L’Intelligenza Artificiale negli Uffici: Stress e Rischi Occupazionali in Aumento
In Breve
- Quali sono i principali rischi per i lavoratori legati all'AI negli uffici?
- I principali rischi includono stress da prestazione, incertezza occupazionale e patologie muscolo-scheletriche.
- Come sta cambiando la sicurezza sul lavoro con l'introduzione dell'AI?
- La sicurezza sul lavoro ora include anche la salute mentale e la pressione psicologica derivante dall'automazione.

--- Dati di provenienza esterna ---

/**
 * Blog Routes
 * Blog posts: public listing and reads, admin authoring
 */
use axum::extract::{Path, State};
use serde::Deserialize;
use validator::Validate;

use crate::auth::{AdminUser, MaybeAuthUser};
use crate::client_info::ClientInfo;
use crate::db::models::{Blog, BlogPatch, EventType, NewBlog};
use crate::derive::DeriveFields;
use crate::error::{AppError, Result};
use crate::response::{ApiResponse, Pagination};
use crate::routes::{analytics::record_view, LikeCount};
use crate::services::assets::delete_assets;
use crate::state::AppState;
use crate::store::{BlogFilter, Counter};
use crate::validation::{
    asset_url, blog_category, empty_string_as_none, parse_checked, tag_items, ListQuery,
    ObjectId, Payload, ValidatedJson, ValidatedQuery, BLOG_TITLE,
};

const DEFAULT_LIMIT: u32 = 10;

fn lowercase_tags(tags: Vec<String>) -> Vec<String> {
    tags.into_iter().map(|t| t.to_lowercase()).collect()
}

// ============================================================================
// Payloads
// ============================================================================

#[derive(Debug, Deserialize, Validate)]
#[serde(rename_all = "camelCase")]
pub struct CreateBlogRequest {
    #[serde(default)]
    #[validate(
        length(min = 5, max = 150, message = "Title must be 5-150 characters"),
        regex(path = *BLOG_TITLE, message = "Title contains invalid characters")
    )]
    pub title: String,

    #[serde(default)]
    #[validate(length(min = 100, max = 50000, message = "Content must be 100-50000 characters"))]
    pub content: String,

    #[serde(default)]
    #[validate(length(min = 10, max = 300, message = "Excerpt must be 10-300 characters"))]
    pub excerpt: String,

    #[serde(default)]
    #[validate(
        length(max = 10, message = "Maximum 10 tags allowed"),
        custom(function = "tag_items")
    )]
    pub tags: Vec<String>,

    #[serde(default)]
    #[validate(custom(function = "blog_category"))]
    pub category: String,

    #[serde(default, deserialize_with = "empty_string_as_none")]
    #[validate(custom(function = "asset_url"))]
    pub featured_image: Option<String>,

    #[serde(default)]
    pub published: Option<bool>,

    #[serde(default, deserialize_with = "empty_string_as_none")]
    #[validate(length(max = 60, message = "SEO title must be under 60 characters"))]
    pub seo_title: Option<String>,

    #[serde(default, deserialize_with = "empty_string_as_none")]
    #[validate(length(max = 160, message = "SEO description must be under 160 characters"))]
    pub seo_description: Option<String>,
}

impl Payload for CreateBlogRequest {
    const RICH_TEXT: &'static [&'static str] = &["content"];
}

impl CreateBlogRequest {
    fn into_new(self, author_id: String) -> Result<NewBlog> {
        Ok(NewBlog {
            category: parse_checked(&self.category)?,
            tags: lowercase_tags(self.tags),
            title: self.title,
            content: self.content,
            excerpt: self.excerpt,
            author_id,
            featured_image: self.featured_image,
            published: self.published.unwrap_or(false),
            seo_title: self.seo_title,
            seo_description: self.seo_description,
            slug: String::new(),
            read_time: 0,
        }
        .derive_fields())
    }
}

#[derive(Debug, Deserialize, Validate)]
#[serde(rename_all = "camelCase")]
pub struct UpdateBlogRequest {
    #[validate(
        length(min = 5, max = 150, message = "Title must be 5-150 characters"),
        regex(path = *BLOG_TITLE, message = "Title contains invalid characters")
    )]
    pub title: Option<String>,

    #[validate(length(min = 100, max = 50000, message = "Content must be 100-50000 characters"))]
    pub content: Option<String>,

    #[validate(length(min = 10, max = 300, message = "Excerpt must be 10-300 characters"))]
    pub excerpt: Option<String>,

    #[validate(
        length(max = 10, message = "Maximum 10 tags allowed"),
        custom(function = "tag_items")
    )]
    pub tags: Option<Vec<String>>,

    #[validate(custom(function = "blog_category"))]
    pub category: Option<String>,

    #[serde(default, deserialize_with = "empty_string_as_none")]
    #[validate(custom(function = "asset_url"))]
    pub featured_image: Option<String>,

    pub published: Option<bool>,

    #[serde(default, deserialize_with = "empty_string_as_none")]
    #[validate(length(max = 60, message = "SEO title must be under 60 characters"))]
    pub seo_title: Option<String>,

    #[serde(default, deserialize_with = "empty_string_as_none")]
    #[validate(length(max = 160, message = "SEO description must be under 160 characters"))]
    pub seo_description: Option<String>,
}

impl Payload for UpdateBlogRequest {
    const RICH_TEXT: &'static [&'static str] = &["content"];
}

impl UpdateBlogRequest {
    fn into_patch(self) -> Result<BlogPatch> {
        Ok(BlogPatch {
            category: self.category.as_deref().map(parse_checked).transpose()?,
            tags: self.tags.map(lowercase_tags),
            title: self.title,
            content: self.content,
            excerpt: self.excerpt,
            featured_image: self.featured_image,
            published: self.published,
            seo_title: self.seo_title,
            seo_description: self.seo_description,
            slug: None,
            read_time: None,
        }
        .derive_fields())
    }
}

// ============================================================================
// Handlers
// ============================================================================

/// GET /blogs - Published posts; admins see drafts unless `published` narrows it
pub async fn list_blogs(
    State(state): State<AppState>,
    viewer: MaybeAuthUser,
    ValidatedQuery(query): ValidatedQuery<ListQuery>,
) -> Result<ApiResponse<Vec<Blog>>> {
    let filter = BlogFilter {
        published: if viewer.is_admin() {
            query.published
        } else {
            Some(true)
        },
        category: query.category.clone(),
        tag: query.tag.as_deref().map(str::to_lowercase),
        search: query.search.clone(),
    };
    let page = query.page_request(DEFAULT_LIMIT);

    let (blogs, total) = state.store.list_blogs(&filter, page).await?;
    Ok(ApiResponse::paginated(
        "Blogs retrieved successfully",
        blogs,
        Pagination::new(page.page, page.limit, total),
    ))
}

/// GET /blogs/{id} - By id or slug; a published read counts a view
pub async fn get_blog(
    State(state): State<AppState>,
    viewer: MaybeAuthUser,
    client: ClientInfo,
    Path(key): Path<String>,
) -> Result<ApiResponse<Blog>> {
    let blog = state
        .store
        .find_blog(&key)
        .await?
        .filter(|b| b.published || viewer.is_admin())
        .ok_or_else(|| AppError::not_found("Blog"))?;

    if !blog.published {
        return Ok(ApiResponse::ok("Blog retrieved successfully", blog));
    }

    let blog = state
        .store
        .increment_blog(&blog.id, Counter::Views)
        .await?
        .ok_or_else(|| AppError::not_found("Blog"))?;
    record_view(&state, EventType::BlogView, &blog.id, client).await;

    Ok(ApiResponse::ok("Blog retrieved successfully", blog))
}

/// POST /blogs/{id}/like
pub async fn like_blog(
    State(state): State<AppState>,
    ObjectId(id): ObjectId,
) -> Result<ApiResponse<LikeCount>> {
    let blog = state
        .store
        .increment_blog(&id, Counter::Likes)
        .await?
        .ok_or_else(|| AppError::not_found("Blog"))?;
    Ok(ApiResponse::ok("Blog liked successfully", LikeCount { likes: blog.likes }))
}

/// POST /blogs - Create (admin); the caller becomes the author
pub async fn create_blog(
    State(state): State<AppState>,
    AdminUser(admin): AdminUser,
    ValidatedJson(body): ValidatedJson<CreateBlogRequest>,
) -> Result<ApiResponse<Blog>> {
    let blog = state.store.insert_blog(body.into_new(admin.id.clone())?).await?;
    tracing::info!(blog_id = %blog.id, admin_id = %admin.id, "blog created");
    Ok(ApiResponse::created("Blog created successfully", blog))
}

/// PUT /blogs/{id}
pub async fn update_blog(
    State(state): State<AppState>,
    _admin: AdminUser,
    ObjectId(id): ObjectId,
    ValidatedJson(body): ValidatedJson<UpdateBlogRequest>,
) -> Result<ApiResponse<Blog>> {
    let blog = state
        .store
        .update_blog(&id, body.into_patch()?)
        .await?
        .ok_or_else(|| AppError::not_found("Blog"))?;
    Ok(ApiResponse::ok("Blog updated successfully", blog))
}

/// DELETE /blogs/{id}
pub async fn delete_blog(
    State(state): State<AppState>,
    AdminUser(admin): AdminUser,
    ObjectId(id): ObjectId,
) -> Result<ApiResponse<()>> {
    let blog = state
        .store
        .delete_blog(&id)
        .await?
        .ok_or_else(|| AppError::not_found("Blog"))?;
    delete_assets(&*state.assets, blog.featured_image.iter()).await;
    tracing::info!(blog_id = %blog.id, admin_id = %admin.id, "blog deleted");
    Ok(ApiResponse::message_only("Blog deleted successfully"))
}

#[cfg(test)]
pub(crate) mod tests {
    use super::*;
    use crate::test_util::{admin_token, app, call};
    use axum::http::{Method, StatusCode};
    use serde_json::{json, Value};

    pub(crate) fn blog_body(published: bool) -> Value {
        json!({
            "title": "Notes on Rust Ownership",
            "content": "word ".repeat(250),
            "excerpt": "A short excerpt for the list page",
            "tags": ["Rust", "memory"],
            "category": "technology",
            "published": published,
        })
    }

    pub(crate) async fn create_blog(app: &axum::Router, token: &str, published: bool) -> Value {
        let (status, body) =
            call(app, Method::POST, "/api/v1/blogs", Some(token), Some(blog_body(published))).await;
        assert_eq!(status, StatusCode::CREATED, "{}", body);
        body["data"].clone()
    }

    #[tokio::test]
    async fn test_create_derives_fields() {
        let state = AppState::for_tests();
        let app = app(&state);
        let token = admin_token(&state).await;
        let blog = create_blog(&app, &token, true).await;

        assert_eq!(blog["slug"], "notes-on-rust-ownership");
        assert_eq!(blog["readTime"], 2);
        assert_eq!(blog["tags"], json!(["rust", "memory"]));
        assert_eq!(blog["author"]["name"], "Test User");
    }

    #[tokio::test]
    async fn test_short_content_is_rejected() {
        let state = AppState::for_tests();
        let token = admin_token(&state).await;
        let mut body = blog_body(true);
        body["content"] = json!("far too short");
        let (status, res) =
            call(&app(&state), Method::POST, "/api/v1/blogs", Some(&token), Some(body)).await;
        assert_eq!(status, StatusCode::BAD_REQUEST);
        assert_eq!(res["message"], "Content must be 100-50000 characters");
    }

    #[tokio::test]
    async fn test_unpublished_post_visibility() {
        let state = AppState::for_tests();
        let app = app(&state);
        let token = admin_token(&state).await;
        let blog = create_blog(&app, &token, false).await;
        let uri = format!("/api/v1/blogs/{}", blog["_id"].as_str().unwrap());

        let (status, _) = call(&app, Method::GET, &uri, None, None).await;
        assert_eq!(status, StatusCode::NOT_FOUND);
        let (status, _) = call(&app, Method::GET, &uri, Some(&token), None).await;
        assert_eq!(status, StatusCode::OK);

        let (_, public) = call(&app, Method::GET, "/api/v1/blogs", None, None).await;
        assert_eq!(public["pagination"]["total"], 0);
        let (_, admin) = call(&app, Method::GET, "/api/v1/blogs", Some(&token), None).await;
        assert_eq!(admin["pagination"]["total"], 1);
    }

    #[tokio::test]
    async fn test_tag_filter_ignores_case_and_reads_count() {
        let state = AppState::for_tests();
        let app = app(&state);
        let token = admin_token(&state).await;
        create_blog(&app, &token, true).await;

        let (_, list) = call(&app, Method::GET, "/api/v1/blogs?tag=RUST", None, None).await;
        assert_eq!(list["pagination"]["total"], 1);

        let (_, read) =
            call(&app, Method::GET, "/api/v1/blogs/notes-on-rust-ownership", None, None).await;
        assert_eq!(read["data"]["views"], 1);
    }

    #[tokio::test]
    async fn test_update_recomputes_read_time() {
        let state = AppState::for_tests();
        let app = app(&state);
        let token = admin_token(&state).await;
        let blog = create_blog(&app, &token, true).await;
        let uri = format!("/api/v1/blogs/{}", blog["_id"].as_str().unwrap());

        let (status, body) = call(
            &app,
            Method::PUT,
            &uri,
            Some(&token),
            Some(json!({ "content": "word ".repeat(650) })),
        )
        .await;
        assert_eq!(status, StatusCode::OK);
        assert_eq!(body["data"]["readTime"], 4);
        assert_eq!(body["data"]["slug"], "notes-on-rust-ownership");

        let (status, _) = call(&app, Method::DELETE, &uri, Some(&token), None).await;
        assert_eq!(status, StatusCode::OK);
        let (status, _) = call(&app, Method::GET, &uri, Some(&token), None).await;
        assert_eq!(status, StatusCode::NOT_FOUND);
    }
}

- Qual è l'opinione degli esperti sulla situazione attuale dei lavoratori?
- Gli esperti descrivono la condizione lavorativa come 'strutturale' e pervasiva, con un forte sfruttamento nei vari settori.

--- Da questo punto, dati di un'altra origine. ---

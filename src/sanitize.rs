/**
 * Sanitization
 * Normalizes every string in an inbound payload before validation sees it
 */
use once_cell::sync::Lazy;
use regex::Regex;
use serde_json::Value;
use std::collections::HashSet;

static CONTROL_CHARS: Lazy<Regex> =
    Lazy::new(|| Regex::new(r"[\x00-\x08\x0B\x0C\x0E-\x1F\x7F]").expect("static regex"));

static WHITESPACE_RUNS: Lazy<Regex> = Lazy::new(|| Regex::new(r"\s+").expect("static regex"));

const RICH_TEXT_TAGS: &[&str] = &[
    "p", "br", "strong", "em", "u", "h1", "h2", "h3", "h4", "h5", "h6", "ul", "ol", "li", "a",
    "img", "blockquote", "code", "pre",
];

const RICH_TEXT_ATTRIBUTES: &[&str] = &["href", "src", "alt", "title", "class"];

/// Fields never reflowed or markup-filtered (credentials).
const SECRET_FIELDS: &[&str] = &["password", "currentPassword", "newPassword", "refreshToken"];

const DANGEROUS_EXTENSIONS: &[&str] = &[
    "exe", "bat", "cmd", "com", "pif", "scr", "vbs", "js", "jar", "php", "asp", "jsp",
];

/// How a string leaf is filtered
#[derive(Debug, Clone, Copy, PartialEq, Eq)]
pub enum TextPolicy {
    /// All markup removed
    Plain,
    /// Allow-listed tags and attributes kept
    Rich,
    /// Control characters removed, otherwise untouched
    Secret,
}

pub fn remove_control_chars(s: &str) -> String {
    CONTROL_CHARS.replace_all(s, "").into_owned()
}

pub fn normalize_whitespace(s: &str) -> String {
    WHITESPACE_RUNS.replace_all(s, " ").trim().to_string()
}

/// Strip every tag; text content of `script`/`style` is dropped with them.
/// Ampersands come back literal; `<` and `>` stay escaped.
pub fn strip_markup(s: &str) -> String {
    ammonia::Builder::empty()
        .clean(s)
        .to_string()
        .replace("&amp;", "&")
}

pub fn clean_rich_text(s: &str) -> String {
    let tags: HashSet<&str> = RICH_TEXT_TAGS.iter().copied().collect();
    let attributes: HashSet<&str> = RICH_TEXT_ATTRIBUTES.iter().copied().collect();
    ammonia::Builder::default()
        .tags(tags)
        .tag_attributes(Default::default())
        .generic_attributes(attributes)
        .link_rel(None)
        .clean(s)
        .to_string()
}

pub fn clean_text(s: &str, policy: TextPolicy) -> String {
    let s = remove_control_chars(s);
    match policy {
        TextPolicy::Secret => s,
        TextPolicy::Plain => strip_markup(&normalize_whitespace(&s)),
        TextPolicy::Rich => clean_rich_text(&normalize_whitespace(&s)),
    }
}

/// Recursively sanitize a JSON payload. `rich_fields` names object keys whose
/// string values keep the rich-text allow-list; everything else is plain text.
/// Numbers, booleans and null pass through unchanged.
pub fn sanitize_value(value: Value, rich_fields: &[&str]) -> Value {
    sanitize_inner(value, rich_fields, TextPolicy::Plain)
}

fn sanitize_inner(value: Value, rich_fields: &[&str], policy: TextPolicy) -> Value {
    match value {
        Value::String(s) => Value::String(clean_text(&s, policy)),
        Value::Array(items) => Value::Array(
            items
                .into_iter()
                .map(|v| sanitize_inner(v, rich_fields, policy))
                .collect(),
        ),
        Value::Object(map) => Value::Object(
            map.into_iter()
                .map(|(key, v)| {
                    let policy = if SECRET_FIELDS.contains(&key.as_str()) {
                        TextPolicy::Secret
                    } else if rich_fields.contains(&key.as_str()) {
                        TextPolicy::Rich
                    } else {
                        TextPolicy::Plain
                    };
                    let v = sanitize_inner(v, rich_fields, policy);
                    (key, v)
                })
                .collect(),
        ),
        other => other,
    }
}

/// Reduce an uploaded file name to `[A-Za-z0-9._-]`, or reject it when the
/// extension is executable.
pub fn sanitize_filename(name: &str) -> Option<String> {
    let base = name.rsplit(['/', '\\']).next().unwrap_or(name);
    let cleaned: String = base
        .chars()
        .map(|c| {
            if c.is_ascii_alphanumeric() || matches!(c, '.' | '_' | '-') {
                c
            } else {
                '_'
            }
        })
        .collect();
    let cleaned = cleaned.trim_start_matches('.').to_string();

    let extension = cleaned
        .rsplit_once('.')
        .map(|(_, ext)| ext.to_ascii_lowercase())
        .unwrap_or_default();
    if DANGEROUS_EXTENSIONS.contains(&extension.as_str()) || cleaned.is_empty() {
        return None;
    }
    Some(cleaned)
}

#[cfg(test)]
mod tests {
    use super::*;
    use serde_json::json;

    #[test]
    fn test_control_chars_and_whitespace() {
        assert_eq!(clean_text("  a\u{0}b \t\n  c  ", TextPolicy::Plain), "ab c");
        assert_eq!(remove_control_chars("x\u{7f}y"), "xy");
    }

    #[test]
    fn test_plain_text_strips_markup() {
        assert_eq!(
            clean_text("<b>Hello</b> <script>alert(1)</script>there", TextPolicy::Plain),
            "Hello there"
        );
    }

    #[test]
    fn test_plain_text_keeps_ampersands_literal() {
        assert_eq!(clean_text("R&D and Q&amp;A", TextPolicy::Plain), "R&D and Q&A");
        assert_eq!(
            clean_text("a < b &lt;i&gt;", TextPolicy::Plain),
            "a &lt; b &lt;i&gt;"
        );
    }

    #[test]
    fn test_rich_text_keeps_allow_list() {
        let cleaned = clean_text(
            r#"<p class="lead" onclick="x()">Hi <a href="https://example.com" target="_blank">link</a></p><iframe src="x"></iframe>"#,
            TextPolicy::Rich,
        );
        assert!(cleaned.contains(r#"<p class="lead">"#));
        assert!(cleaned.contains(r#"<a href="https://example.com">link</a>"#));
        assert!(!cleaned.contains("onclick"));
        assert!(!cleaned.contains("iframe"));
        assert!(!cleaned.contains("target"));
    }

    #[test]
    fn test_secret_fields_are_not_reflowed() {
        let out = sanitize_value(json!({ "password": "a  <b>c", "name": "a  <b>c</b>" }), &[]);
        assert_eq!(out["password"], "a  <b>c");
        assert_eq!(out["name"], "a c");
    }

    #[test]
    fn test_recurses_and_preserves_non_strings() {
        let out = sanitize_value(
            json!({
                "title": " Title ",
                "count": 3,
                "featured": true,
                "missing": null,
                "technologies": ["  Rust ", "<i>Axum</i>"],
                "author": { "name": " Jane\u{0} " },
                "content": "<p>Body</p>"
            }),
            &["content"],
        );
        assert_eq!(
            out,
            json!({
                "title": "Title",
                "count": 3,
                "featured": true,
                "missing": null,
                "technologies": ["Rust", "Axum"],
                "author": { "name": "Jane" },
                "content": "<p>Body</p>"
            })
        );
    }

    #[test]
    fn test_non_object_passes_through() {
        assert_eq!(sanitize_value(json!(42), &[]), json!(42));
    }

    #[test]
    fn test_sanitize_filename() {
        assert_eq!(sanitize_filename("my photo (1).png").as_deref(), Some("my_photo__1_.png"));
        assert_eq!(sanitize_filename("../../etc/passwd").as_deref(), Some("passwd"));
        assert_eq!(sanitize_filename("payload.EXE"), None);
        assert_eq!(sanitize_filename("script.js"), None);
        assert_eq!(sanitize_filename("..."), None);
    }
}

Con l’ingresso dell’intelligenza artificiale (AI) in uffici, call center e servizi clienti, molti lavoratori si trovano a dover addestrare strumenti automatizzati che potrebbero, in un futuro non lontano, rendere superflue le loro mansioni. Questa evoluzione tecnologica ha portato a una nuova dimensione della sicurezza sul lavoro, che ora include anche la salute mentale, l’organizzazione del lavoro e la pressione psicologica derivante dall’automazione.
Stefano Ruberto, responsabile Salute e Sicurezza della Cgil Milano, ha descritto la situazione attuale come una ‘condizione strutturale’, evidenziando come lo sfruttamento lavorativo sia ‘molto pervasivo, molto orizzontale e trasversale ai diversi settori produttivi’. A Milano, lo sfruttamento è particolarmente evidente in comparti come edilizia, logistica, filiera della moda e food delivery. Tuttavia, nel terziario avanzato emerge una nuova frontiera del rischio: negli impieghi d’ufficio, l’intelligenza artificiale non solo sostituisce alcune posizioni, ma genera anche un forte stress tra i lavoratori, che si trovano a dover addestrare ciò che percepiscono come un futuro concorrente.
Un ulteriore fattore di stress è rappresentato dall’età dei lavoratori. Una generazione non cresciuta nell’era dell’AI deve oggi confrontarsi con strumenti in continuo cambiamento, il che può risultare particolarmente difficile. Dal punto di vista clinico, i rischi maggiori continuano a essere legati alla movimentazione manuale dei carichi, con patologie dell’apparato muscolo-scheletrico, e allo stress lavoro-correlato. I datori di lavoro sono obbligati a valutare questi rischi, che dipendono in larga misura dall’organizzazione del lavoro.
Ne deriva uno scenario in cui il rischio non riguarda più soltanto i cantieri. Per gli impiegati, lo stress può manifestarsi come ansia da prestazione, incertezza occupazionale e la sensazione di contribuire a rendere più efficiente un software destinato a sostituirli. È fondamentale che le aziende riconoscano e affrontino queste nuove sfide, garantendo un ambiente di lavoro sano e sostenibile per tutti i dipendenti.